PROMPT: Your answer should consist of the lines below that hold the word "transaction".

DATASET RECORDS:
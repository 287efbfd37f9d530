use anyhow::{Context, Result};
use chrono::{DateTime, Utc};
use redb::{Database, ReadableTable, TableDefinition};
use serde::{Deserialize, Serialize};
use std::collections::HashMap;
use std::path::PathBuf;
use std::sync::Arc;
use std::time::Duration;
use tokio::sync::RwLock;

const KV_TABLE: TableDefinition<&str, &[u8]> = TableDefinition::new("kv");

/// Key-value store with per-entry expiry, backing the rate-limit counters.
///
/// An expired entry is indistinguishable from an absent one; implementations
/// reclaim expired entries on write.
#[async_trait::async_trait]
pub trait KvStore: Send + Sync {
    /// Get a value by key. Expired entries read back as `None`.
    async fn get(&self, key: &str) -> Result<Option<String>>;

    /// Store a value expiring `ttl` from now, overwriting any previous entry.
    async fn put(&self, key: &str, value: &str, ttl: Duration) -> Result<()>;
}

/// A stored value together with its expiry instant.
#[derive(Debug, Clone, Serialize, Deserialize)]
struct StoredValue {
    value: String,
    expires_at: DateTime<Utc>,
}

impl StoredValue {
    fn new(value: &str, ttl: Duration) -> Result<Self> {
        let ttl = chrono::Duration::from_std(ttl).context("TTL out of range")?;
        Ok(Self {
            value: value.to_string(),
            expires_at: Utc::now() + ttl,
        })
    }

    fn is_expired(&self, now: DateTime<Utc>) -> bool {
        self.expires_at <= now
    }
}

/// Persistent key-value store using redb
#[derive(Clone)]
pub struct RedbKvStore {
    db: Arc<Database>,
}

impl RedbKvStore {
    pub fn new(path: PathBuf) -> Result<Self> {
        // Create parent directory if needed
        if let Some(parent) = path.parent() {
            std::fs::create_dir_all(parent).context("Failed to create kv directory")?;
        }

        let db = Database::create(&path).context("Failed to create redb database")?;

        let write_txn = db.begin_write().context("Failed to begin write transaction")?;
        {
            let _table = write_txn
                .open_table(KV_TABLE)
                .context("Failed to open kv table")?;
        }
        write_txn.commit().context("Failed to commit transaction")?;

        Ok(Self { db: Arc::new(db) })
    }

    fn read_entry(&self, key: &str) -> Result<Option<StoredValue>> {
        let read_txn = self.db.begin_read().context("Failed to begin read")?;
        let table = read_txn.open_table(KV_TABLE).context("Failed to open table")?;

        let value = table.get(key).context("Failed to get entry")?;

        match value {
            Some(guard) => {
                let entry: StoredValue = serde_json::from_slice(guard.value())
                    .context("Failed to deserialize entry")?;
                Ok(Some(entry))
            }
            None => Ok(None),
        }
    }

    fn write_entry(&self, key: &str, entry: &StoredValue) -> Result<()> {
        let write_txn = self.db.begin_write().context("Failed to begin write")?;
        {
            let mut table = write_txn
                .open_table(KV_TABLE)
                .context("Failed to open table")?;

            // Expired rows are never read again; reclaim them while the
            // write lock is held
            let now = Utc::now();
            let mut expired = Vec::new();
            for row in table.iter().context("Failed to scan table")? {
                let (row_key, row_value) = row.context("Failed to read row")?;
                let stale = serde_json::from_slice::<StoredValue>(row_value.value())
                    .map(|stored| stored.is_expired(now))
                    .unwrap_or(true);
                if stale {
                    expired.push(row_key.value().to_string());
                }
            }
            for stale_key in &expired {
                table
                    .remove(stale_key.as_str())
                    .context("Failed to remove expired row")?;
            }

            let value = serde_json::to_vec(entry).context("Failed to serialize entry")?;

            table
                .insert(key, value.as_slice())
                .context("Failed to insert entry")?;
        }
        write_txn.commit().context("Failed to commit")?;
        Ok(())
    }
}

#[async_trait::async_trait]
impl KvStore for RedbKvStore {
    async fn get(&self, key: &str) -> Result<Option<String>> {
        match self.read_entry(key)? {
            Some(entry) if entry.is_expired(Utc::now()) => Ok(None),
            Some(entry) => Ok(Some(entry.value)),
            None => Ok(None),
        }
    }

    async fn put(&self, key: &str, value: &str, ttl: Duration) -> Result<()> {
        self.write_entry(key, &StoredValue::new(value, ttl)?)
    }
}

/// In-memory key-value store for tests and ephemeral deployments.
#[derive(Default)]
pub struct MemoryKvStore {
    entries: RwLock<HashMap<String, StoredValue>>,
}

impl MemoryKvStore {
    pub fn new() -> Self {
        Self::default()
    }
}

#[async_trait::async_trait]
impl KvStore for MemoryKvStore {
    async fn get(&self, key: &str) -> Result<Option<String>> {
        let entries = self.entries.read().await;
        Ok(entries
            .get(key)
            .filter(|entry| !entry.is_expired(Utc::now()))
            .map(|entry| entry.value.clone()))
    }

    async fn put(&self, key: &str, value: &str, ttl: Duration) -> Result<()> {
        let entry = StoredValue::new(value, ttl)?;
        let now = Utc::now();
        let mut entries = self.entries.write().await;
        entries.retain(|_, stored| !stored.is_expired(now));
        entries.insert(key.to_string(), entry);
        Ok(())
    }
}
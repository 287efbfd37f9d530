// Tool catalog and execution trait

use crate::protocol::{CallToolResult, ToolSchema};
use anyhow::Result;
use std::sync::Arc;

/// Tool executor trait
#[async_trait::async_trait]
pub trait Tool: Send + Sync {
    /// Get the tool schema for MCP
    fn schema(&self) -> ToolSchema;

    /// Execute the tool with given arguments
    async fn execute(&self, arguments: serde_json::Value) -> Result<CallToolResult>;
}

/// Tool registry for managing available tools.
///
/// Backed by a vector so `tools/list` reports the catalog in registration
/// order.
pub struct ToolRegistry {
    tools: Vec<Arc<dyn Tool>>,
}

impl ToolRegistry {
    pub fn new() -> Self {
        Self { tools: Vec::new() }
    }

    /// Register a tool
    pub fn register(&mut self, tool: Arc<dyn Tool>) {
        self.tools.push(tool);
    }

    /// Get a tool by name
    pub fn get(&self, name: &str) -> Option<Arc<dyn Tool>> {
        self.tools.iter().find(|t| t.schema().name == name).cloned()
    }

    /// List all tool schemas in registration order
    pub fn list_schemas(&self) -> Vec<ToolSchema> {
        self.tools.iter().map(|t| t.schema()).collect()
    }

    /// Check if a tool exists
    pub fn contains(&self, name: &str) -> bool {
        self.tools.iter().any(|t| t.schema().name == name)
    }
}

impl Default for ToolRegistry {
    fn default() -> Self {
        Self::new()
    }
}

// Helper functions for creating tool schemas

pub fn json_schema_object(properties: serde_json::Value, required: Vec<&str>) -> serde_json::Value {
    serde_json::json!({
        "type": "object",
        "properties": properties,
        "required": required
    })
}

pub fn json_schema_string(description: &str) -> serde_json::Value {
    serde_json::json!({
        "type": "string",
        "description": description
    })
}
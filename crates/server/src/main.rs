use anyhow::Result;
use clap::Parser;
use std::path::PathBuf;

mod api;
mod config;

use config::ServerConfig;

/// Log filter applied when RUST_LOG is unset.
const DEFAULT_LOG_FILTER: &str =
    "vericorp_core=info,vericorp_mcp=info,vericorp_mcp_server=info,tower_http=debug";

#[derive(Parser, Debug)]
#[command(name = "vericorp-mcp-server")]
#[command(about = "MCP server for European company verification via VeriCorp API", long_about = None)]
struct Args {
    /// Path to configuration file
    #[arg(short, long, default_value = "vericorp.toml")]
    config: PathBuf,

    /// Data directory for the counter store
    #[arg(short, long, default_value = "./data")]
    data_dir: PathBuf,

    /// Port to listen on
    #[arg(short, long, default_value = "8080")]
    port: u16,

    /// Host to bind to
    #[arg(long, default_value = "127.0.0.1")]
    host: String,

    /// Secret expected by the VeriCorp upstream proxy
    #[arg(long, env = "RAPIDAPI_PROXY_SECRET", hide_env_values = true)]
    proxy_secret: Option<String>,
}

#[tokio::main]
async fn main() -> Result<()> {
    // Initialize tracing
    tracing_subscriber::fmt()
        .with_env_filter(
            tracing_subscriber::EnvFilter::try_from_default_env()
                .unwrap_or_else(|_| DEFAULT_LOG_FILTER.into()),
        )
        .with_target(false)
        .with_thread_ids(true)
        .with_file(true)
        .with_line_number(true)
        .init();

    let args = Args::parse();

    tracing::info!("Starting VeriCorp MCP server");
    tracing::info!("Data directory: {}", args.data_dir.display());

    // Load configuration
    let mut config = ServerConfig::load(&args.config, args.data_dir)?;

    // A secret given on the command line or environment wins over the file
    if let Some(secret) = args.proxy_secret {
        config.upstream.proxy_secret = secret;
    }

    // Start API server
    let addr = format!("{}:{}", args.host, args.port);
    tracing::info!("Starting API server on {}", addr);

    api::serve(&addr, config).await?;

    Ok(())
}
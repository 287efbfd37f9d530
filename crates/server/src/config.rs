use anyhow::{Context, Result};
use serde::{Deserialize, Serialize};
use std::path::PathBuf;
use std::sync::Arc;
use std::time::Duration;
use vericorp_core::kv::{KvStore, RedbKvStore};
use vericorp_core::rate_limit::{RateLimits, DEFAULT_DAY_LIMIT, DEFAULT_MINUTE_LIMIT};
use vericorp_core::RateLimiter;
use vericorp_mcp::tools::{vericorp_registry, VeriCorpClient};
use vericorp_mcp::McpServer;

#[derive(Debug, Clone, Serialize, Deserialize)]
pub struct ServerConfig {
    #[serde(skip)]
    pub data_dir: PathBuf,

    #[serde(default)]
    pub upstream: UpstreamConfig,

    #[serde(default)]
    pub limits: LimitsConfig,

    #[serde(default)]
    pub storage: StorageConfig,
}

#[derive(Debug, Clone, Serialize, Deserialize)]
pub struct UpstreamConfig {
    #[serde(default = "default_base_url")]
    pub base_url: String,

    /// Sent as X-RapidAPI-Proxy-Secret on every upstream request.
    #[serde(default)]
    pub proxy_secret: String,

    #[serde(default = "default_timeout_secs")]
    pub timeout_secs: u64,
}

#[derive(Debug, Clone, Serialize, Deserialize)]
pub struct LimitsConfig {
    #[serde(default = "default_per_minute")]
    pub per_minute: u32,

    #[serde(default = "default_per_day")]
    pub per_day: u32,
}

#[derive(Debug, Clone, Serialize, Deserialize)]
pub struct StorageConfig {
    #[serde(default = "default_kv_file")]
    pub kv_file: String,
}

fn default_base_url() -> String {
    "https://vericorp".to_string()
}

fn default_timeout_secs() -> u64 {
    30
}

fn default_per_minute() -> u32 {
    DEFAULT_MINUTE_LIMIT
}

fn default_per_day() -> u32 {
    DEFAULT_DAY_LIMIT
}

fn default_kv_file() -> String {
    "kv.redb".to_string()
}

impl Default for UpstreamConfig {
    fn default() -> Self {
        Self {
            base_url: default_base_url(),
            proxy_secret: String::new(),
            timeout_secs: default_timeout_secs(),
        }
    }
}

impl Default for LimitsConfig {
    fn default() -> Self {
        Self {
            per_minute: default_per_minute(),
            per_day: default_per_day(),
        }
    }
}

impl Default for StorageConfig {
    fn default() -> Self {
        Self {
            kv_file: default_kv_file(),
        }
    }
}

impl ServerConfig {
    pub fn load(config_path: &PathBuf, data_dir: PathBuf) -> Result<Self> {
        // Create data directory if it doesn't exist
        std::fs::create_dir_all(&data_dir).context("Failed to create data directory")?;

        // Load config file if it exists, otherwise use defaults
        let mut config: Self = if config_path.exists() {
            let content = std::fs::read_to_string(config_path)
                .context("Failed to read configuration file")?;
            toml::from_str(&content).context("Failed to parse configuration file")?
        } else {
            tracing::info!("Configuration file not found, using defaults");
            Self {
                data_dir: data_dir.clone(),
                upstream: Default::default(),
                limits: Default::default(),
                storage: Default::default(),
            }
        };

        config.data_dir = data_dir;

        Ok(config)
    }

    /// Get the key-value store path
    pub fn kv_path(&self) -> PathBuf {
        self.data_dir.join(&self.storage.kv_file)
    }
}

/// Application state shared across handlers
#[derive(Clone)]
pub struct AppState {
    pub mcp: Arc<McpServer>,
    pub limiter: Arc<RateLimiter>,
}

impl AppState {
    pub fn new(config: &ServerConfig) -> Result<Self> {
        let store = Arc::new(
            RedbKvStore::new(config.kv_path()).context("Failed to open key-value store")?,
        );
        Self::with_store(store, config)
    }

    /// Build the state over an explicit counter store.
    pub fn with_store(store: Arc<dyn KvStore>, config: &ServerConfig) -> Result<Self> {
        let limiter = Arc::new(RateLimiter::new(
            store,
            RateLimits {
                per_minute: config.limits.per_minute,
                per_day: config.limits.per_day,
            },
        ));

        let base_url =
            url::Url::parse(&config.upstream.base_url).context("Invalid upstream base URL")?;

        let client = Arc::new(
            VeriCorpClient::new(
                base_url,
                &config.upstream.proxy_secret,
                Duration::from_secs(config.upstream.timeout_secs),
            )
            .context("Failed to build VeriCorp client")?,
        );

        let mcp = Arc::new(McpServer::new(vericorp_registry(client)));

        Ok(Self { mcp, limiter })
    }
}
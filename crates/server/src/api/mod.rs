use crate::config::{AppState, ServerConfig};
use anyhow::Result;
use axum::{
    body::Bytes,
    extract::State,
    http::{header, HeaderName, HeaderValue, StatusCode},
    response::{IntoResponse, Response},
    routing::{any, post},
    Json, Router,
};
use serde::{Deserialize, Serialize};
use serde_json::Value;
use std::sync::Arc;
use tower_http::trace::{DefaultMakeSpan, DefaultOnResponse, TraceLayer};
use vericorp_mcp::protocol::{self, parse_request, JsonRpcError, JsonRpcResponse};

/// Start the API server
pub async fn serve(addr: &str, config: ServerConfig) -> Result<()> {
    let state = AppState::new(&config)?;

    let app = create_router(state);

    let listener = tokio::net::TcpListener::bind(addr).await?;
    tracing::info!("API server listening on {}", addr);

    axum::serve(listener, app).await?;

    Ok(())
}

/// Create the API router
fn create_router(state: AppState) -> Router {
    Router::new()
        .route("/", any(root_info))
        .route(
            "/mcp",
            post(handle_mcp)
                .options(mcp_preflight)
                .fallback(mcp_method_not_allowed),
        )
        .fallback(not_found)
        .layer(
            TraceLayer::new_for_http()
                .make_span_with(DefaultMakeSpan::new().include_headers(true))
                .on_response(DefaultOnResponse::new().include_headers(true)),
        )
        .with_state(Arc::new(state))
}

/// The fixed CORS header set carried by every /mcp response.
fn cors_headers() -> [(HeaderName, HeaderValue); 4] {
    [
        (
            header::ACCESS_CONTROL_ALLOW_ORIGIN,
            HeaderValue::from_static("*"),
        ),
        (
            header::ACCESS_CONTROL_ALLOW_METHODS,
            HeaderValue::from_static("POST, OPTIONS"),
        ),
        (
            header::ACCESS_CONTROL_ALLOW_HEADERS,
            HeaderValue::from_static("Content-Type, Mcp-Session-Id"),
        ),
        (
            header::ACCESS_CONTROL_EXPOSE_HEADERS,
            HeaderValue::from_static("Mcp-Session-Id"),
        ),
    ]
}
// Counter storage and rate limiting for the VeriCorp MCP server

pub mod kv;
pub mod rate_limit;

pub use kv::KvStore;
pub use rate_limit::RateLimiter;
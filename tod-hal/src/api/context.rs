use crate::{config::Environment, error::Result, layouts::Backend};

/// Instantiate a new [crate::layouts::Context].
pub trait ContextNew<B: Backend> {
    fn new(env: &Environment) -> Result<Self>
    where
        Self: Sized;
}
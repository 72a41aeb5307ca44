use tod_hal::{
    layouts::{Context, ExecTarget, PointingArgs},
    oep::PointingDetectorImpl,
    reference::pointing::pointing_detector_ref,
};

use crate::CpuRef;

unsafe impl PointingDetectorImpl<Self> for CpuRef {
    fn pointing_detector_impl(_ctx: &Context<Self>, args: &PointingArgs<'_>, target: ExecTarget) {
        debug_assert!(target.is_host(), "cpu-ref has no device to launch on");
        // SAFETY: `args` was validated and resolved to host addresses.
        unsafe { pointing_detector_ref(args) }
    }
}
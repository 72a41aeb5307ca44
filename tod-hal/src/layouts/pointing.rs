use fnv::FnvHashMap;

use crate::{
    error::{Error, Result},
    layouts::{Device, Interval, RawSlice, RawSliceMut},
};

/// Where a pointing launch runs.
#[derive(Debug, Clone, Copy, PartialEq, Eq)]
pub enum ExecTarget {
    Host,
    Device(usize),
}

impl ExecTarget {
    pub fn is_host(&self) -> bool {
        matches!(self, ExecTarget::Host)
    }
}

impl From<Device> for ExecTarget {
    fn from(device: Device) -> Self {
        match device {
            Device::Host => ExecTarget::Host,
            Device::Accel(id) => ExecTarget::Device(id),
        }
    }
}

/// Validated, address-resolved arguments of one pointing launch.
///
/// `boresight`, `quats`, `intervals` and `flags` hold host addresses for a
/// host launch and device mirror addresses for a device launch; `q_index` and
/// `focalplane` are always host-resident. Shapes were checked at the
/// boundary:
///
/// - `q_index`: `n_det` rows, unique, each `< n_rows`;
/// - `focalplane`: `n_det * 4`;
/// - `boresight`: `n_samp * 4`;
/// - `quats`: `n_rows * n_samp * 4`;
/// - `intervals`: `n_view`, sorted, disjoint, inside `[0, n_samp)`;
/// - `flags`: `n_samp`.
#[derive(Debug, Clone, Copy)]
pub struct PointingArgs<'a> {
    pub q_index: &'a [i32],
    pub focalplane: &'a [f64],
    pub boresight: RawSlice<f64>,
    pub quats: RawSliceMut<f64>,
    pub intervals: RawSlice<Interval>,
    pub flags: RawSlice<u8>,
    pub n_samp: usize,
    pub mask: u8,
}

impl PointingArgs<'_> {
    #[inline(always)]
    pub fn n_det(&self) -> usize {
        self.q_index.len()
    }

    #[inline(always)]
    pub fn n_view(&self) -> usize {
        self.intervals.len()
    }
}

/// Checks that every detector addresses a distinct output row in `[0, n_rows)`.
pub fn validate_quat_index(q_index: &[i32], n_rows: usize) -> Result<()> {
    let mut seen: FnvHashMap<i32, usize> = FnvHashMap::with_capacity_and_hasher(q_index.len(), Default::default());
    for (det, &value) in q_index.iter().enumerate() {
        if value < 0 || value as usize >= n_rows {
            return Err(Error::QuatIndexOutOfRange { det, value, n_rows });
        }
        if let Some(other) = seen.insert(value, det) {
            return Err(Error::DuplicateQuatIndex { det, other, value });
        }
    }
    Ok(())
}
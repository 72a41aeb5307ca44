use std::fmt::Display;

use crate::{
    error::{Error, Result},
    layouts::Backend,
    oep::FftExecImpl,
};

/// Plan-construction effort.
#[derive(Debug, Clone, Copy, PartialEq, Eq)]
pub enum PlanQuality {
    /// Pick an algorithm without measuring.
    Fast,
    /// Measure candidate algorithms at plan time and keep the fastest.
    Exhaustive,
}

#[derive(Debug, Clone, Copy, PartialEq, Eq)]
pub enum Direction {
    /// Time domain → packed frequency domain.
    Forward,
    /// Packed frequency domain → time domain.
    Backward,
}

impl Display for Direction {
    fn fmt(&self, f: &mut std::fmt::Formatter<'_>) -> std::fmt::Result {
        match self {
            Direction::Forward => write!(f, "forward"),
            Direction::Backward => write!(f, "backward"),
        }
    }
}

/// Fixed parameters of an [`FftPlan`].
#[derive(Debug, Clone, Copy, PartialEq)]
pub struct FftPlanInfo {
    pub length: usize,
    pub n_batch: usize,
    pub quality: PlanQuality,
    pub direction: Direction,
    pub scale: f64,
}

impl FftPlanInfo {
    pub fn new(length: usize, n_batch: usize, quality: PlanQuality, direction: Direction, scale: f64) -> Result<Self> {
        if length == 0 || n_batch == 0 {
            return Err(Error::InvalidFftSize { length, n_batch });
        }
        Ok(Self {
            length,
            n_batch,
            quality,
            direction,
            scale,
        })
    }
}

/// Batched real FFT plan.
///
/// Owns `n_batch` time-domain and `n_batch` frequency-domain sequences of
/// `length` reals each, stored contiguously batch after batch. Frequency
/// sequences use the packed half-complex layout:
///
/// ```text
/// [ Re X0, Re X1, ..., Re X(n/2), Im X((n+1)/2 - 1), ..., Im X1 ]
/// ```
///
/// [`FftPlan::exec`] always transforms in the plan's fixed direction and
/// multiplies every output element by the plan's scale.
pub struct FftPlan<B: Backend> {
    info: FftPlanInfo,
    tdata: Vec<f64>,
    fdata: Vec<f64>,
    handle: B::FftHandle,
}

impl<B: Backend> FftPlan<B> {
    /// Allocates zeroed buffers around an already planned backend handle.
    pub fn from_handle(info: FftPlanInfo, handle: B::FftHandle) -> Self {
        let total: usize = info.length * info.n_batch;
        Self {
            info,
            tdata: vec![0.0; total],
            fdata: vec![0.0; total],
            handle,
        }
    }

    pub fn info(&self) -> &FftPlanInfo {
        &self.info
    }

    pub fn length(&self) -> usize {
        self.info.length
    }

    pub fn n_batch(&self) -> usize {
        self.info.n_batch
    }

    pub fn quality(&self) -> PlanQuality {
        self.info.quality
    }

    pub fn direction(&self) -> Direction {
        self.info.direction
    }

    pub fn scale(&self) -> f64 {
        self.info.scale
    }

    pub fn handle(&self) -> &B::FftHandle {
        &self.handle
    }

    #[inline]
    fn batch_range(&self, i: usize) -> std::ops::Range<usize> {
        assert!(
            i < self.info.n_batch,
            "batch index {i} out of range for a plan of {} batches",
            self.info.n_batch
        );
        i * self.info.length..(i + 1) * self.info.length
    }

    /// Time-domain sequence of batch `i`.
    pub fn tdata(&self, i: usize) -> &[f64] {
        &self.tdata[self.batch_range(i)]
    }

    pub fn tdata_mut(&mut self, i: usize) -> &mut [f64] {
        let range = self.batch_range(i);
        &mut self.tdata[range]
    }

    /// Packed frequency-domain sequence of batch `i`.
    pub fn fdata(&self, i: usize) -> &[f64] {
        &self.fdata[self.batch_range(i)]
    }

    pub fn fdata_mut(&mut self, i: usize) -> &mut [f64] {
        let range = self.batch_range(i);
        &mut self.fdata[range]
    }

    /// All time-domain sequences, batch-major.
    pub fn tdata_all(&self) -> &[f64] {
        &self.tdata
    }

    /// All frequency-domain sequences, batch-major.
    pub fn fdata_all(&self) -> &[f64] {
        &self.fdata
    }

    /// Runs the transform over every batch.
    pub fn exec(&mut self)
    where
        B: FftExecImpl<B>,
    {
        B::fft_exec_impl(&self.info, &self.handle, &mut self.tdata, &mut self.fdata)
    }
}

WRITTEN RESPONSE:
        let write_txn = db.begin_write().context("Failed to begin write transaction")?;
        write_txn.commit().context("Failed to commit transaction")?;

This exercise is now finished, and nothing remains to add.